• [The problem]
These entries are to be retyped in full, word for word.

• [Dataset records]
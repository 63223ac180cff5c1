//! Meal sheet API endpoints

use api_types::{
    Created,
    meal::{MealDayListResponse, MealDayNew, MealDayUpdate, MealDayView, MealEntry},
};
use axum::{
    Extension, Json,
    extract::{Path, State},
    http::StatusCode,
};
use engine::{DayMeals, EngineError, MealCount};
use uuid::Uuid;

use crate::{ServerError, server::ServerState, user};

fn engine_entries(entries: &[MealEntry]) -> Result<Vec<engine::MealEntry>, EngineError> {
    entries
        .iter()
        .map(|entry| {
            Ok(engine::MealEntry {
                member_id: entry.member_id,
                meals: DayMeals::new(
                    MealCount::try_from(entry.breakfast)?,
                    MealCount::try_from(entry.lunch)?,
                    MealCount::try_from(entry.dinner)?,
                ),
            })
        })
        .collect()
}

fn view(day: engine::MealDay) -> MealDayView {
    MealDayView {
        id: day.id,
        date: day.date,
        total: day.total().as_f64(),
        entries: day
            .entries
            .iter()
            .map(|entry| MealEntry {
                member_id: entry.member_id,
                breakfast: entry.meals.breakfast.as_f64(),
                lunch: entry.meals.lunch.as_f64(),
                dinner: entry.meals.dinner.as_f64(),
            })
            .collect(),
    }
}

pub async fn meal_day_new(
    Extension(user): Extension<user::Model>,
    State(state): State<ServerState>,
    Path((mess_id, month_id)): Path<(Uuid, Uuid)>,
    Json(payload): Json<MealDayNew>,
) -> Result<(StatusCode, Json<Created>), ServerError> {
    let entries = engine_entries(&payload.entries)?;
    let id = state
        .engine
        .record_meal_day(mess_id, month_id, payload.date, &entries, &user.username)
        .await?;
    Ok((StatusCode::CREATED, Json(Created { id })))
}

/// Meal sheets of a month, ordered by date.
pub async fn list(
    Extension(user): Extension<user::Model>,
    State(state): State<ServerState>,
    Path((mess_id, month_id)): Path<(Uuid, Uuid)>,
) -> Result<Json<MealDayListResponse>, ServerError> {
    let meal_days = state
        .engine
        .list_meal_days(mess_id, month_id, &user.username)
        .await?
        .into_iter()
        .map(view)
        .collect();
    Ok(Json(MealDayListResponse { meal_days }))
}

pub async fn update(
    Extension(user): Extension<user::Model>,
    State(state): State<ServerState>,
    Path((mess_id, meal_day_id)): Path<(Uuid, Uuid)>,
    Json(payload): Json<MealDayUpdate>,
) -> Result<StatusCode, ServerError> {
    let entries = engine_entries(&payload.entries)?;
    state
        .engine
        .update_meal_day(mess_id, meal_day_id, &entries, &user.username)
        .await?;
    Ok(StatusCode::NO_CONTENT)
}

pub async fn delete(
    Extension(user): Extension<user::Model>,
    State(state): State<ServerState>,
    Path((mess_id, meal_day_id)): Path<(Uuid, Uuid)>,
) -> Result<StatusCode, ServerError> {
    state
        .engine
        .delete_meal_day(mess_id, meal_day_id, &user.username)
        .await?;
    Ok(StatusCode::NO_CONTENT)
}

• [Written answer]
repository 63223ac180cff5c1
//! Meal sheet API endpoints

use api_types::{
    Created,
    meal::{MealDayListResponse, MealDayNew, MealDayUpdate, MealDayView, MealEntry},
};
use axum::{
    Extension, Json,
    extract::{Path, State},
    http::StatusCode,
};
use engine::{DayMeals, EngineError, MealCount};
use uuid::Uuid;

use crate::{ServerError, server::ServerState, user};

fn engine_entries(entries: &[MealEntry]) -> Result<Vec<engine::MealEntry>, EngineError> {
    entries
        .iter()
        .map(|entry| {
            Ok(engine::MealEntry {
                member_id: entry.member_id,
                meals: DayMeals::new(
                    MealCount::try_from(entry.breakfast)?,
                    MealCount::try_from(entry.lunch)?,
                    MealCount::try_from(entry.dinner)?,
                ),
            })
        })
        .collect()
}

fn view(day: engine::MealDay) -> MealDayView {
    MealDayView {
        id: day.id,
        date: day.date,
        total: day.total().as_f64(),
        entries: day
            .entries
            .iter()
            .map(|entry| MealEntry {
                member_id: entry.member_id,
                breakfast: entry.meals.breakfast.as_f64(),
                lunch: entry.meals.lunch.as_f64(),
                dinner: entry.meals.dinner.as_f64(),
            })
            .collect(),
    }
}

pub async fn meal_day_new(
    Extension(user): Extension<user::Model>,
    State(state): State<ServerState>,
    Path((mess_id, month_id)): Path<(Uuid, Uuid)>,
    Json(payload): Json<MealDayNew>,
) -> Result<(StatusCode, Json<Created>), ServerError> {
    let entries = engine_entries(&payload.entries)?;
    let id = state
        .engine
        .record_meal_day(mess_id, month_id, payload.date, &entries, &user.username)
        .await?;
    Ok((StatusCode::CREATED, Json(Created { id })))
}

/// Meal sheets of a month, ordered by date.
pub async fn list(
    Extension(user): Extension<user::Model>,
    State(state): State<ServerState>,
    Path((mess_id, month_id)): Path<(Uuid, Uuid)>,
) -> Result<Json<MealDayListResponse>, ServerError> {
    let meal_days = state
        .engine
        .list_meal_days(mess_id, month_id, &user.username)
        .await?
        .into_iter()
        .map(view)
        .collect();
    Ok(Json(MealDayListResponse { meal_days }))
}

pub async fn update(
    Extension(user): Extension<user::Model>,
    State(state): State<ServerState>,
    Path((mess_id, meal_day_id)): Path<(Uuid, Uuid)>,
    Json(payload): Json<MealDayUpdate>,
) -> Result<StatusCode, ServerError> {
    let entries = engine_entries(&payload.entries)?;
    state
        .engine
        .update_meal_day(mess_id, meal_day_id, &entries, &user.username)
        .await?;
    Ok(StatusCode::NO_CONTENT)
}

pub async fn delete(
    Extension(user): Extension<user::Model>,
    State(state): State<ServerState>,
    Path((mess_id, meal_day_id)): Path<(Uuid, Uuid)>,
) -> Result<StatusCode, ServerError> {
    state
        .engine
        .delete_meal_day(mess_id, meal_day_id, &user.username)
        .await?;
    Ok(StatusCode::NO_CONTENT)
}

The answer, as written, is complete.